Your Savings And Investment Goals
What are your financial goals? Paying for your children's education or saving for retirement? Note the time frame or investment horizon. How much will you need to retire comfortably?
How much money do you need? When do you need it? For example, you may need $30,000 in five years' time for your daughter's education or an extra $200,000 in 15 years for your retirement. Knowing when you need the money and how much capital you have will help you make better decisions.
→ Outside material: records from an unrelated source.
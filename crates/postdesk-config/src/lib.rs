//! Shared configuration for postdesk.
//!
//! TOML profiles, password resolution (env + keyring + plaintext),
//! durable token and session-record storage, and translation to
//! `postdesk_core::ApiConfig`. The CLI adds `GlobalOpts`-aware wrappers
//! on top.

mod snapshot;
mod tokens;

pub use snapshot::FileSnapshotStore;
pub use tokens::KeyringTokenStore;

use std::collections::HashMap;
use std::path::{Path, PathBuf};
use std::time::Duration;

use directories::ProjectDirs;
use figment::{
    Figment,
    providers::{Env, Format, Serialized, Toml},
};
use secrecy::SecretString;
use serde::{Deserialize, Serialize};
use thiserror::Error;
use tracing::debug;

use postdesk_core::{ApiConfig, TlsVerification};

/// Keyring service name shared by passwords and tokens.
pub const KEYRING_SERVICE: &str = "postdesk";

/// Environment variable prefix for config overrides.
pub const ENV_PREFIX: &str = "POSTDESK_";

/// Overrides every profile's `api_base_url`.
pub const ENV_API_BASE_URL: &str = "POSTDESK_API_BASE_URL";

/// Checked before the keyring and the profile's plaintext password.
pub const ENV_PASSWORD: &str = "POSTDESK_PASSWORD";

// ── Error ───────────────────────────────────────────────────────────

#[derive(Debug, Error)]
pub enum ConfigError {
    #[error("invalid {field}: {reason}")]
    Validation { field: String, reason: String },

    #[error("no password configured for profile '{profile}'")]
    NoCredentials { profile: String },

    #[error("failed to serialize config: {0}")]
    Serialization(#[from] toml::ser::Error),

    #[error("config loading failed: {0}")]
    Figment(Box<figment::Error>),

    #[error("IO error: {0}")]
    Io(#[from] std::io::Error),
}

impl From<figment::Error> for ConfigError {
    fn from(err: figment::Error) -> Self {
        Self::Figment(Box::new(err))
    }
}

// ── TOML config structs ─────────────────────────────────────────────

/// Top-level TOML configuration.
#[derive(Debug, Deserialize, Serialize)]
pub struct Config {
    /// Default profile name.
    pub default_profile: Option<String>,

    #[serde(default)]
    pub defaults: Defaults,

    /// Named API profiles.
    #[serde(default)]
    pub profiles: HashMap<String, Profile>,
}

impl Default for Config {
    fn default() -> Self {
        Self {
            default_profile: Some("default".into()),
            defaults: Defaults::default(),
            profiles: HashMap::new(),
        }
    }
}

#[derive(Debug, Deserialize, Serialize)]
pub struct Defaults {
    #[serde(default = "default_output")]
    pub output: String,

    #[serde(default = "default_color")]
    pub color: String,

    #[serde(default)]
    pub insecure: bool,

    #[serde(default = "default_timeout")]
    pub timeout: u64,
}

impl Default for Defaults {
    fn default() -> Self {
        Self {
            output: default_output(),
            color: default_color(),
            insecure: false,
            timeout: default_timeout(),
        }
    }
}

fn default_output() -> String {
    "table".into()
}
fn default_color() -> String {
    "auto".into()
}
fn default_timeout() -> u64 {
    30
}

/// A named API deployment.
#[derive(Debug, Clone, Deserialize, Serialize)]
pub struct Profile {
    /// API base URL (e.g., "http://localhost:8000").
    #[serde(default = "default_api_base_url")]
    pub api_base_url: String,

    /// Login email.
    pub email: Option<String>,

    /// Plaintext password; prefer the keyring.
    pub password: Option<String>,

    /// Path to custom CA certificate.
    pub ca_cert: Option<PathBuf>,

    /// Skip TLS verification.
    pub insecure: Option<bool>,

    /// Request timeout in seconds.
    pub timeout: Option<u64>,
}

impl Default for Profile {
    fn default() -> Self {
        Self {
            api_base_url: default_api_base_url(),
            email: None,
            password: None,
            ca_cert: None,
            insecure: None,
            timeout: None,
        }
    }
}

fn default_api_base_url() -> String {
    postdesk_api::DEFAULT_BASE_URL.into()
}

impl Config {
    /// The profile to use: `requested`, else `default_profile`, else "default".
    pub fn profile_name(&self, requested: Option<&str>) -> String {
        requested
            .map(str::to_owned)
            .or_else(|| self.default_profile.clone())
            .unwrap_or_else(|| "default".into())
    }
}

// ── Paths ───────────────────────────────────────────────────────────

fn project_dirs() -> Option<ProjectDirs> {
    ProjectDirs::from("com", "postdesk", "postdesk")
}

fn home_fallback(parts: &[&str]) -> PathBuf {
    let mut p = PathBuf::from(std::env::var("HOME").unwrap_or_else(|_| ".".into()));
    for part in parts {
        p.push(part);
    }
    p
}

/// Resolve the config file path via XDG / platform conventions.
pub fn config_path() -> PathBuf {
    project_dirs().map_or_else(
        || home_fallback(&[".config", "postdesk", "config.toml"]),
        |dirs| dirs.config_dir().join("config.toml"),
    )
}

/// Directory holding per-profile session records.
pub fn data_dir() -> PathBuf {
    project_dirs().map_or_else(
        || home_fallback(&[".local", "share", "postdesk"]),
        |dirs| dirs.data_dir().to_path_buf(),
    )
}

// ── Loading / saving ────────────────────────────────────────────────

/// Load the full Config from the canonical file + environment.
pub fn load_config() -> Result<Config, ConfigError> {
    load_config_from(&config_path())
}

/// Load from an explicit path. A missing file yields the defaults.
pub fn load_config_from(path: &Path) -> Result<Config, ConfigError> {
    debug!(path = %path.display(), "loading config");
    let figment = Figment::new()
        .merge(Serialized::defaults(Config::default()))
        .merge(Toml::file(path))
        .merge(Env::prefixed(ENV_PREFIX).split("__"));

    Ok(figment.extract()?)
}

/// Load config, returning a default if loading fails.
pub fn load_config_or_default() -> Config {
    load_config().unwrap_or_default()
}

pub fn save_config(cfg: &Config) -> Result<(), ConfigError> {
    save_config_to(cfg, &config_path())
}

/// Serialize to TOML, creating parent directories as needed.
pub fn save_config_to(cfg: &Config, path: &Path) -> Result<(), ConfigError> {
    if let Some(parent) = path.parent() {
        std::fs::create_dir_all(parent)?;
    }
    let toml_str = toml::to_string_pretty(cfg)?;
    std::fs::write(path, toml_str)?;
    debug!(path = %path.display(), "config saved");
    Ok(())
}

// ── Credential resolution ───────────────────────────────────────────

/// Keyring account name for a profile-scoped secret.
pub fn keyring_account(profile_name: &str, key: &str) -> String {
    format!("{profile_name}/{key}")
}

/// Resolve the login password: env var, then keyring, then plaintext.
pub fn resolve_password(profile: &Profile, profile_name: &str) -> Result<SecretString, ConfigError> {
    // 1. Env var
    if let Ok(pw) = std::env::var(ENV_PASSWORD) {
        return Ok(SecretString::from(pw));
    }

    // 2. Keyring
    if let Ok(entry) = keyring::Entry::new(KEYRING_SERVICE, &keyring_account(profile_name, "password"))
    {
        if let Ok(pw) = entry.get_password() {
            return Ok(SecretString::from(pw));
        }
    }

    // 3. Plaintext in config
    if let Some(ref pw) = profile.password {
        return Ok(SecretString::from(pw.clone()));
    }

    Err(ConfigError::NoCredentials {
        profile: profile_name.into(),
    })
}

/// Store a password in the system keyring.
pub fn store_password(profile_name: &str, password: &str) -> Result<(), ConfigError> {
    keyring::Entry::new(KEYRING_SERVICE, &keyring_account(profile_name, "password"))
        .and_then(|entry| entry.set_password(password))
        .map_err(|e| ConfigError::Validation {
            field: "keyring".into(),
            reason: e.to_string(),
        })
}

// ── Translation ─────────────────────────────────────────────────────

/// Build an `ApiConfig` from a profile. `POSTDESK_API_BASE_URL` wins
/// over the profile's URL; `insecure` and `timeout` fall back to the
/// `[defaults]` section when the profile leaves them unset.
pub fn profile_to_api_config(
    profile: &Profile,
    defaults: &Defaults,
) -> Result<ApiConfig, ConfigError> {
    let raw = std::env::var(ENV_API_BASE_URL).unwrap_or_else(|_| profile.api_base_url.clone());
    let base_url: url::Url = raw.parse().map_err(|_| ConfigError::Validation {
        field: "api_base_url".into(),
        reason: format!("invalid URL: {raw}"),
    })?;

    let tls = if profile.insecure.unwrap_or(defaults.insecure) {
        TlsVerification::DangerAcceptInvalid
    } else if let Some(ref ca_path) = profile.ca_cert {
        TlsVerification::CustomCa(ca_path.clone())
    } else {
        TlsVerification::SystemDefaults
    };

    Ok(ApiConfig {
        base_url,
        tls,
        timeout: Duration::from_secs(profile.timeout.unwrap_or(defaults.timeout)),
    })
}

#[cfg(test)]
#[allow(clippy::unwrap_used)]
mod tests {
    use super::*;
    use pretty_assertions::assert_eq;

    #[test]
    fn missing_file_yields_defaults() {
        let dir = tempfile::tempdir().unwrap();
        let cfg = load_config_from(&dir.path().join("absent.toml")).unwrap();
        assert_eq!(cfg.default_profile.as_deref(), Some("default"));
        assert_eq!(cfg.defaults.output, "table");
        assert!(cfg.profiles.is_empty());
    }

    #[test]
    fn save_then_load_keeps_profiles() {
        let dir = tempfile::tempdir().unwrap();
        let path = dir.path().join("nested").join("config.toml");

        let mut cfg = Config::default();
        cfg.profiles.insert(
            "staging".into(),
            Profile {
                api_base_url: "https://blog.example.com".into(),
                email: Some("a@b.com".into()),
                timeout: Some(5),
                ..Profile::default()
            },
        );
        cfg.default_profile = Some("staging".into());
        save_config_to(&cfg, &path).unwrap();

        let loaded = load_config_from(&path).unwrap();
        assert_eq!(loaded.profile_name(None), "staging");
        let profile = &loaded.profiles["staging"];
        assert_eq!(profile.email.as_deref(), Some("a@b.com"));
        assert_eq!(profile.timeout, Some(5));
    }

    #[test]
    fn profile_fields_default() {
        let dir = tempfile::tempdir().unwrap();
        let path = dir.path().join("config.toml");
        std::fs::write(&path, "[profiles.local]\nemail = \"a@b.com\"\n").unwrap();

        let cfg = load_config_from(&path).unwrap();
        assert_eq!(cfg.profiles["local"].api_base_url, "http://localhost:8000");
        assert_eq!(cfg.profile_name(Some("local")), "local");
    }

    #[test]
    fn profile_translates_tls_and_timeout() {
        let profile = Profile {
            api_base_url: "https://blog.example.com".into(),
            ca_cert: Some("/etc/ca.pem".into()),
            timeout: Some(7),
            ..Profile::default()
        };
        let config = profile_to_api_config(&profile, &Defaults::default()).unwrap();
        assert_eq!(config.timeout, Duration::from_secs(7));
        assert_eq!(config.tls, TlsVerification::CustomCa("/etc/ca.pem".into()));

        let insecure = Profile {
            insecure: Some(true),
            ..profile
        };
        assert_eq!(
            profile_to_api_config(&insecure, &Defaults::default())
                .unwrap()
                .tls,
            TlsVerification::DangerAcceptInvalid
        );
    }

    #[test]
    fn defaults_section_fills_unset_profile_fields() {
        let defaults = Defaults {
            insecure: true,
            timeout: 90,
            ..Defaults::default()
        };

        let bare = profile_to_api_config(&Profile::default(), &defaults).unwrap();
        assert_eq!(bare.timeout, Duration::from_secs(90));
        assert_eq!(bare.tls, TlsVerification::DangerAcceptInvalid);

        let explicit = Profile {
            insecure: Some(false),
            timeout: Some(5),
            ..Profile::default()
        };
        let config = profile_to_api_config(&explicit, &defaults).unwrap();
        assert_eq!(config.timeout, Duration::from_secs(5));
        assert_eq!(config.tls, TlsVerification::SystemDefaults);
    }

    #[test]
    fn defaults_section_loads_from_toml() {
        let dir = tempfile::tempdir().unwrap();
        let path = dir.path().join("config.toml");
        std::fs::write(
            &path,
            "[defaults]\noutput = \"json\"\ncolor = \"never\"\ntimeout = 12\n",
        )
        .unwrap();

        let cfg = load_config_from(&path).unwrap();
        assert_eq!(cfg.defaults.output, "json");
        assert_eq!(cfg.defaults.color, "never");
        assert_eq!(cfg.defaults.timeout, 12);
        assert!(!cfg.defaults.insecure);
    }

    #[test]
    fn plaintext_password_is_last_resort() {
        let profile = Profile {
            password: Some("hunter2".into()),
            ..Profile::default()
        };
        // Env and keyring may be populated on a developer machine; only
        // assert that resolution succeeds.
        assert!(resolve_password(&profile, "postdesk-test-nonexistent").is_ok());
    }
}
What other savings and investments do you have? How will the insurance product fit in with what you already have?
Affordability
Can you afford the premiums?
Buying life insurance is a long-term commitment and it is important to be able to keep up with the premiums. If you are unable to keep up with your premiums, your policy may lapse or be terminated.
Before committing, consider if your employment situation may change and whether your household income will be affected if you or your spouse stops working.
If your budget is tight, get term insurance to cover basic living expenses until your youngest child starts earning an income.
Note: It is important to know if you are buying life insurance for protection alone or to build savings too, how much to buy, and what you can afford.
You will be guided through this process if you deal with and seek advice from a Financial Advisory (FA) representative.
Direct purchase insurance products are available at lower cost if you are prepared to do this on your own.
Before You Buy
Before you purchase an insurance product, here are a few things you should do:
Give all the required information – You must provide all the information asked for in the proposal form and any other details asked for by the insurance company. If you are not sure why it is needed or why it is important, ask the insurance company or your FA representative.
Check that all relevant information you have provided is included in the proposal form. Check that the proposal form is completed.
If you spot any inaccuracies or missing information, do not sign the proposal form and ask for it to be amended immediately. The policy may be voided if there are errors or missing information and your (or your dependents) could end up without protection.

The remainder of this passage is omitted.